TASK MATERIAL: Begin
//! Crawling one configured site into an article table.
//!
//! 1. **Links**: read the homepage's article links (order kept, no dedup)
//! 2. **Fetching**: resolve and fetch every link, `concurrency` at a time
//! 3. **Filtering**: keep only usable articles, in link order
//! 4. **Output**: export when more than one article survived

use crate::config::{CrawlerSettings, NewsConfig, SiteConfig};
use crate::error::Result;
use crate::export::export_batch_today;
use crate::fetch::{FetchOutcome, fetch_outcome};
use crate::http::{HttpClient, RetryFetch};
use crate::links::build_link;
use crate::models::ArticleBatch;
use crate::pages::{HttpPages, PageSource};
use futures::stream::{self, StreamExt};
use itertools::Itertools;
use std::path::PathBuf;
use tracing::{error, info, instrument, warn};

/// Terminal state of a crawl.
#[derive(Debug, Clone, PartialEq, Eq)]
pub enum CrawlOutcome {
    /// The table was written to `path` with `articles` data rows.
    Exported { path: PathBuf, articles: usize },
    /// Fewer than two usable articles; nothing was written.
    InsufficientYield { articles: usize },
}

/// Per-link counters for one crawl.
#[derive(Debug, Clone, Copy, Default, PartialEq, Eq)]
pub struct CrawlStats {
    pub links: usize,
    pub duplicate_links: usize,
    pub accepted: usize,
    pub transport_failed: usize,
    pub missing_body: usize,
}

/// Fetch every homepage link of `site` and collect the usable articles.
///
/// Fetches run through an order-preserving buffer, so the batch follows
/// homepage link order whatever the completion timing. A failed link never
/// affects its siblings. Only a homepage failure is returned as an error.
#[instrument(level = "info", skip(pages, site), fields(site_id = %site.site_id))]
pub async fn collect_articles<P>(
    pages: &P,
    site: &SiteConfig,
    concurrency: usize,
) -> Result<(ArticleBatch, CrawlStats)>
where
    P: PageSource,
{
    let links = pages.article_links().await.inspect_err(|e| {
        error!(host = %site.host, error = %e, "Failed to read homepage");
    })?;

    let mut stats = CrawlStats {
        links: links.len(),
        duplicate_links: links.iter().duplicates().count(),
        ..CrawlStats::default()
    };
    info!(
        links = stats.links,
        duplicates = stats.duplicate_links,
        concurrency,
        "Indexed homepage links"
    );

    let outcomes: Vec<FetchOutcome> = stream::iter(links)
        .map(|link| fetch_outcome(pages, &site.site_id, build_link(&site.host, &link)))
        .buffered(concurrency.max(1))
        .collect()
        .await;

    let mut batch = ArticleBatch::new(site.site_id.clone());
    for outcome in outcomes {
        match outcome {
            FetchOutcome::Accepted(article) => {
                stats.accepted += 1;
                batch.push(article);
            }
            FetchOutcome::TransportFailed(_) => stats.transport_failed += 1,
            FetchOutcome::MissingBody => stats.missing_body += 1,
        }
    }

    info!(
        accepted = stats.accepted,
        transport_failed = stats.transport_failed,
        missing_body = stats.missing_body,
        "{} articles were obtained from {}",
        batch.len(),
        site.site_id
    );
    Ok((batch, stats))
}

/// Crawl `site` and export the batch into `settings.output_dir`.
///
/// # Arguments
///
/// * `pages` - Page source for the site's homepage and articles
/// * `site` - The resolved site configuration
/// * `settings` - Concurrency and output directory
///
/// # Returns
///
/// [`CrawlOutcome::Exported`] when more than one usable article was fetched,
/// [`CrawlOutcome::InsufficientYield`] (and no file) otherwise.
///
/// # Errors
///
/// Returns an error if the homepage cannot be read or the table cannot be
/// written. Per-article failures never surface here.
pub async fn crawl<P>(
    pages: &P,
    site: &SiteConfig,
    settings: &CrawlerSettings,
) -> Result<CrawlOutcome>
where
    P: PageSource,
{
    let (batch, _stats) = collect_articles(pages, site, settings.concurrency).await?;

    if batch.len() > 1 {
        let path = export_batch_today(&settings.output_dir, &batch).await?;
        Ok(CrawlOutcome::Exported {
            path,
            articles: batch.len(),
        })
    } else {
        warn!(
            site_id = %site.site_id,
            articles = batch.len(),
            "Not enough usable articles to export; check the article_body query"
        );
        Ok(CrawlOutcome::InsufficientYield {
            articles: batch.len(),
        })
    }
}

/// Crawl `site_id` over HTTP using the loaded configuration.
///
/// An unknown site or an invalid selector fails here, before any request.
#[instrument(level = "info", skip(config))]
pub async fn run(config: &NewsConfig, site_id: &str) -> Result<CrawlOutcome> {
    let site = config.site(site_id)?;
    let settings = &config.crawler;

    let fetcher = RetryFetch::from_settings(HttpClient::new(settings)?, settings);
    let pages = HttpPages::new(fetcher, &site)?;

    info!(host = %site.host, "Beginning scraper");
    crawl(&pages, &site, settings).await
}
TASK MATERIAL: End
TASK MATERIAL: Begin
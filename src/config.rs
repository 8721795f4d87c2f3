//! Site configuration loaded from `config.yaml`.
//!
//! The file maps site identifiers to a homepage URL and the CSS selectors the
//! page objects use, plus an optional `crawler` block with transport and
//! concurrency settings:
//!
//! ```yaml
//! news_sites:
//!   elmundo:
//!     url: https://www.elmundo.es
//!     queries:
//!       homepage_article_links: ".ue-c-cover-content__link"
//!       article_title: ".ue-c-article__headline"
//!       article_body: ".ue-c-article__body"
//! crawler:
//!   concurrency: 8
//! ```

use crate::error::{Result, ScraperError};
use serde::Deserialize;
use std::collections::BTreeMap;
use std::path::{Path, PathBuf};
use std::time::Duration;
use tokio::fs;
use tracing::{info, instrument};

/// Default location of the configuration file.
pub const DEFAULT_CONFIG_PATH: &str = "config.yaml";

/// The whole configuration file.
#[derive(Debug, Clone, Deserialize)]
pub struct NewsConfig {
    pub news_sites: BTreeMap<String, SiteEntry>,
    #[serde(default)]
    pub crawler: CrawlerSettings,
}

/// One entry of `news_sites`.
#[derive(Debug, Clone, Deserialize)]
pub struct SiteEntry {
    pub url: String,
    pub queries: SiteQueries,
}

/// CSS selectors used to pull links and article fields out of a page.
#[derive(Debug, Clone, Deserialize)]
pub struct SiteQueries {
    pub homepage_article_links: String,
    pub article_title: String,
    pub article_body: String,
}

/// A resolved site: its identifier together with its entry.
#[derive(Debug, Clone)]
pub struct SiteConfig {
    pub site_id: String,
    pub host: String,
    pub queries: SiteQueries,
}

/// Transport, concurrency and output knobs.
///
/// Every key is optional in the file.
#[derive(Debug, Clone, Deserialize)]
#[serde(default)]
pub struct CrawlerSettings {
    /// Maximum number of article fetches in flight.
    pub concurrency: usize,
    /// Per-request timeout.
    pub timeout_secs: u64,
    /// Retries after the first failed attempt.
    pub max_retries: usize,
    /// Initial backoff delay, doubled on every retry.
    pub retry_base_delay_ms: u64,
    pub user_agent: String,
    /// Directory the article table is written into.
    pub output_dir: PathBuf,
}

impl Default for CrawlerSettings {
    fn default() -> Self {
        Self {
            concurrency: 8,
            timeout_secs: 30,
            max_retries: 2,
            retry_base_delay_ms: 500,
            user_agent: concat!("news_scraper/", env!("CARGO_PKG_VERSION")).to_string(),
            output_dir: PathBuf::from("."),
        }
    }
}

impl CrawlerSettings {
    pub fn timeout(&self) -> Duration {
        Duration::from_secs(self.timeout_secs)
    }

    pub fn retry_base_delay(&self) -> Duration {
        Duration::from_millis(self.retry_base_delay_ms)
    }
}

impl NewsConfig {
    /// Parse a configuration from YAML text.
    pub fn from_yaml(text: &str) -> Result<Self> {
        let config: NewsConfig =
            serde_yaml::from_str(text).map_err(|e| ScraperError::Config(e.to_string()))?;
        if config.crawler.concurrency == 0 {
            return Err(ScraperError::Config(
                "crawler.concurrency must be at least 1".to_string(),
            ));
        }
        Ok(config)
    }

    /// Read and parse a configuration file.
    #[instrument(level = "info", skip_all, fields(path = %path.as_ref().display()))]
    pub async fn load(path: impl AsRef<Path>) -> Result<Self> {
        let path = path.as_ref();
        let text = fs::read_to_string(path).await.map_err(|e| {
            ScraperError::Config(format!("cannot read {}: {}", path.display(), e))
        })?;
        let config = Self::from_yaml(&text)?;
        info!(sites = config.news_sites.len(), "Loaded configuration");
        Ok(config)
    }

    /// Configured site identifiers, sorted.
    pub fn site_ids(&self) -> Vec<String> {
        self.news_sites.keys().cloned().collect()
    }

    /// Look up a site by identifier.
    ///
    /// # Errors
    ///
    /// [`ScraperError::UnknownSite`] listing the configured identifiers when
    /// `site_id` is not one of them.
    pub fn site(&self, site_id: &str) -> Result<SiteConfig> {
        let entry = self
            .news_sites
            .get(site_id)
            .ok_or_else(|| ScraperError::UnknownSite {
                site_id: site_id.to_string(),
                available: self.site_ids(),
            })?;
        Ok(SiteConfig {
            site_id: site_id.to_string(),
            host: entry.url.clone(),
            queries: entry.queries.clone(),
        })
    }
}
TASK MATERIAL: End
TASK MATERIAL: Begin
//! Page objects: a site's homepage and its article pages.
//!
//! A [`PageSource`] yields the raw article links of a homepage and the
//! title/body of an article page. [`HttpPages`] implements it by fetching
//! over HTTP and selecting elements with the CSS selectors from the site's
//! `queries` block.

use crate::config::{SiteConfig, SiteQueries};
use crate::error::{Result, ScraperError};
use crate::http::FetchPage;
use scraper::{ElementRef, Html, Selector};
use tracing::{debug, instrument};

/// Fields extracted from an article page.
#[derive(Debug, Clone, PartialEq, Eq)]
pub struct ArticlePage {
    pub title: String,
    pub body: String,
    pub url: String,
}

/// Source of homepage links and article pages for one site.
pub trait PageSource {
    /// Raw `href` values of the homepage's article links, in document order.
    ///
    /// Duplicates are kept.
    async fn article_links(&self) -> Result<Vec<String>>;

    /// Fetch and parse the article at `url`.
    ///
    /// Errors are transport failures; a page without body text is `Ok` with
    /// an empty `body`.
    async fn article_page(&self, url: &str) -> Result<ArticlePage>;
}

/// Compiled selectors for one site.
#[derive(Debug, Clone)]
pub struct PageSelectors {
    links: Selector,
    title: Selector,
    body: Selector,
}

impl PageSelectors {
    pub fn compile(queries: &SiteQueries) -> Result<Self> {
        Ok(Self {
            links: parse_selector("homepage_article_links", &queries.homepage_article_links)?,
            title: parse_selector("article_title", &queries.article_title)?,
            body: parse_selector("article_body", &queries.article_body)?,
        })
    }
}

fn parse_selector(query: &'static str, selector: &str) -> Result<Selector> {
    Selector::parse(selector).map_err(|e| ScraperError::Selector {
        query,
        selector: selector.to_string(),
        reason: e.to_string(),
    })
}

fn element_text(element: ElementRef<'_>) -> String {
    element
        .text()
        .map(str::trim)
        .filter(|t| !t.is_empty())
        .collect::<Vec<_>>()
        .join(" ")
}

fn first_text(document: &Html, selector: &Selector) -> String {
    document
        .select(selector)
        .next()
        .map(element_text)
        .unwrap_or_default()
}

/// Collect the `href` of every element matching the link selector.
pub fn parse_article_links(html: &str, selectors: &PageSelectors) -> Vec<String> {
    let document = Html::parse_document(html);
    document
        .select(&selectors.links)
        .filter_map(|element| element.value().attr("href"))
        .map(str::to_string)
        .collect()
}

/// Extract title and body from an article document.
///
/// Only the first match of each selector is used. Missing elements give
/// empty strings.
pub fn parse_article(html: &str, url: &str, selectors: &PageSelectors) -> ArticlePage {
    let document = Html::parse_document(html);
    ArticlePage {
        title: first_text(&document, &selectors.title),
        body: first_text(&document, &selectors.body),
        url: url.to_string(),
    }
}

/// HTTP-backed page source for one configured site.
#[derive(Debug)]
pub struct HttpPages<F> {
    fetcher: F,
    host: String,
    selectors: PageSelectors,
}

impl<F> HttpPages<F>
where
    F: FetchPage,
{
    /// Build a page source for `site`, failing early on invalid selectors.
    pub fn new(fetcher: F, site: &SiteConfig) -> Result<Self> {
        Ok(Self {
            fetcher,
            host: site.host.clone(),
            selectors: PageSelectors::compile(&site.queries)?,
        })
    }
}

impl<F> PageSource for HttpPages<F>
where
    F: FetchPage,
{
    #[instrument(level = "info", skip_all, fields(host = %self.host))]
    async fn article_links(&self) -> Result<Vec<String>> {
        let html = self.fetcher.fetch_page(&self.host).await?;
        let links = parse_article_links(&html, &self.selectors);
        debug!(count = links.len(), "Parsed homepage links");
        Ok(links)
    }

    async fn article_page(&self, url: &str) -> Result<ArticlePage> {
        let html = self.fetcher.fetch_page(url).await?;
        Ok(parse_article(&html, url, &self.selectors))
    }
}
TASK MATERIAL: End
** WHAT YOU ARE ASKED TO DO **
Look above for the line with "an article table."; retype exactly that line, every line after it up to the line with "use crate::error::Result;", and that line too, nothing else.

** OUTPUT FOR THIS EXERCISE **
//! Crawling one configured site into an article table.
//!
//! 1. **Links**: read the homepage's article links (order kept, no dedup)
//! 2. **Fetching**: resolve and fetch every link, `concurrency` at a time
//! 3. **Filtering**: keep only usable articles, in link order
//! 4. **Output**: export when more than one article survived

use crate::config::{CrawlerSettings, NewsConfig, SiteConfig};
use crate::error::Result;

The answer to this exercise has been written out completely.